As I have not thought about this more closely, I do not want to rule out that this is more complicated than I make it seem. Let’s just say that we just saved ourselves the effort of running a SAT solver to determine a valid set of versions. I would suggest using the time we saved to instead be smart about compressing the size of the result during compilation.
Critical Security Updates
One of the big downsides I see with this scheme is that getting a certain version of a dependency out of your dependency graph now depends on maintainers of upstream components. A change slowly trickles through the graph. The traditional scheme has the property that you could inject a certain version of a downstream dependency and force your direct dependencies to use that version. That is exactly the behavior that we tried to eliminate here because of the problems it causes – but if you want to get rid of all instances of log4j 2.14 in your tree, this can be quite a useful feature.

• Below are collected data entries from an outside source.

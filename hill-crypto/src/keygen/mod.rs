use crate::cipher::KeyMatrix;
use crate::errors::HillCryptoError;
use crate::preset::default_keys::default_key;
use crate::ring::matrix_ops::identity_matrix;
use crate::ring::{Matrix, Ring, is_valid_key};

use rand::prelude::{Rng, SeedableRng, StdRng};

/// Candidates tried by callers that do not pick their own budget.
pub const DEFAULT_MAX_ATTEMPTS: usize = 1000;

/// Searches for a random `n×n` key that is invertible mod `modulus`.
///
/// # Parameters
/// * `n`: Block size, at least 2.
/// * `modulus`: Ring size, greater than 1.
/// * `max_attempts`: Number of random candidates tried before falling back.
/// * `seed`: Seed for the entry generator. The same seed always yields the same key.
///
/// # Algorithm
/// 1. Draw every entry uniformly from `[0, modulus)` with a `StdRng` seeded from `seed`.
/// 2. Return the first candidate with `gcd(det mod modulus, modulus) == 1`.
/// 3. After `max_attempts` rejections return the built-in key for `n` when it is valid
///    for `modulus`, otherwise the identity matrix (det = 1 is a unit in every ring).
pub fn generate_valid_key(
    n: usize,
    modulus: u64,
    max_attempts: usize,
    seed: u64,
) -> Result<KeyMatrix, HillCryptoError> {
    if n < 2 {
        return Err(HillCryptoError::InvalidParameters(format!(
            "Key size must be at least 2, got {}",
            n
        )));
    }
    let ring = Ring::try_with(modulus)?;
    let upper = ring.modulus() as i64;

    let mut rng = StdRng::seed_from_u64(seed);

    for attempt in 1..=max_attempts {
        let candidate: Matrix = (0..n)
            .map(|_| (0..n).map(|_| rng.random_range(0..upper)).collect())
            .collect();

        if is_valid_key(&candidate, modulus) {
            log::debug!(
                "Found valid {}x{} key mod {} after {} attempt(s)",
                n,
                n,
                modulus,
                attempt
            );
            return KeyMatrix::try_with(candidate);
        }
    }

    let fallback = default_key(n)
        .filter(|key| is_valid_key(key, modulus))
        .unwrap_or_else(|| identity_matrix(n));

    log::warn!(
        "No valid {}x{} key mod {} in {} attempts, using fallback key",
        n,
        n,
        modulus,
        max_attempts
    );

    KeyMatrix::try_with(fallback)
}
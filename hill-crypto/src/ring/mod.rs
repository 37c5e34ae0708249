//! # Ring Module
//!
//! Provides the [`Ring`] struct for representing finite rings Z_k, the scalar number theory
//! behind it, and exact matrix routines (determinant, adjugate, inverse) over Z_k.

pub mod helper;
pub mod math;
pub mod matrix_ops;

/// Represents a mathematical vector using a `Vec<i64>`.
pub type Vector = Vec<i64>;
/// Represents a mathematical matrix using a `Vec<Vec<i64>>`.
pub type Matrix = Vec<Vec<i64>>;

pub use helper::{extended_gcd, gcd, is_invertible, mod_inverse, normalize};
pub use math::Ring;
pub use matrix_ops::{KeyDiagnostics, is_valid_key};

There are several ways in which we can address this. I would suggest a mechanism in which the authors of component A can indicate that it wants to override a specific version (or set of versions). The build for package A could state: Include a V3 of a package which should then pretend to be V2.
This again introduces all the problems that we highlighted above – but it provides a mechanism that can be used in case of emergency.
Note how once all our direct dependencies have migrated away from the vulnerable version, we can automatically detect that the override is no longer necessary.
Back-Fitting This Strategy On Existing Languages
If we want to back-fit this mechanism on existing language environments we would have to deal with several challenges: I am not aware of existing module alias systems that would allow the build system to dynamically define module names based on version numbers of dependencies.
A second challenge is that we are now using interface inheritance for a use case that it was not designed for. As every new interface version of a type inherits from the previous version, these hierarchies could get quite deep. It appears that java starts to choke at depths of around 60. Practical inheritance hierarchies typically do not go deeper than around five levels. I would expect that misusing the system in this way would lead to problems in practice.
Lastly, the question is whether the version management strategy could be back-fitted easily to packages that have not followed this versioning strategy in the past. I think it would be possible to write wrapper packages to existing libraries that introduce the versioning interfaces but delegate the implementation to the un-versioned library. This would be an enormous amount of work. It feels a bit comparable to the creation of type packages to use existing JS modules in TypeScript.
Conclusion
There are other concerns that I did not address such as the fact that not all properties that constitute the interface of a package are captured in the types exported by the package. My main concerns were whether the practice of juggling several versions of the same package can be made practical and whether this could be back-fitted into an existing ecosystem.
My conclusion on both accounts is that I am still not convinced.
However, if this could be implemented, I think it might lead to more elegant version management in which package versions become first-class citizens and in which we can leverage the type system to make statements about compatibility between versions.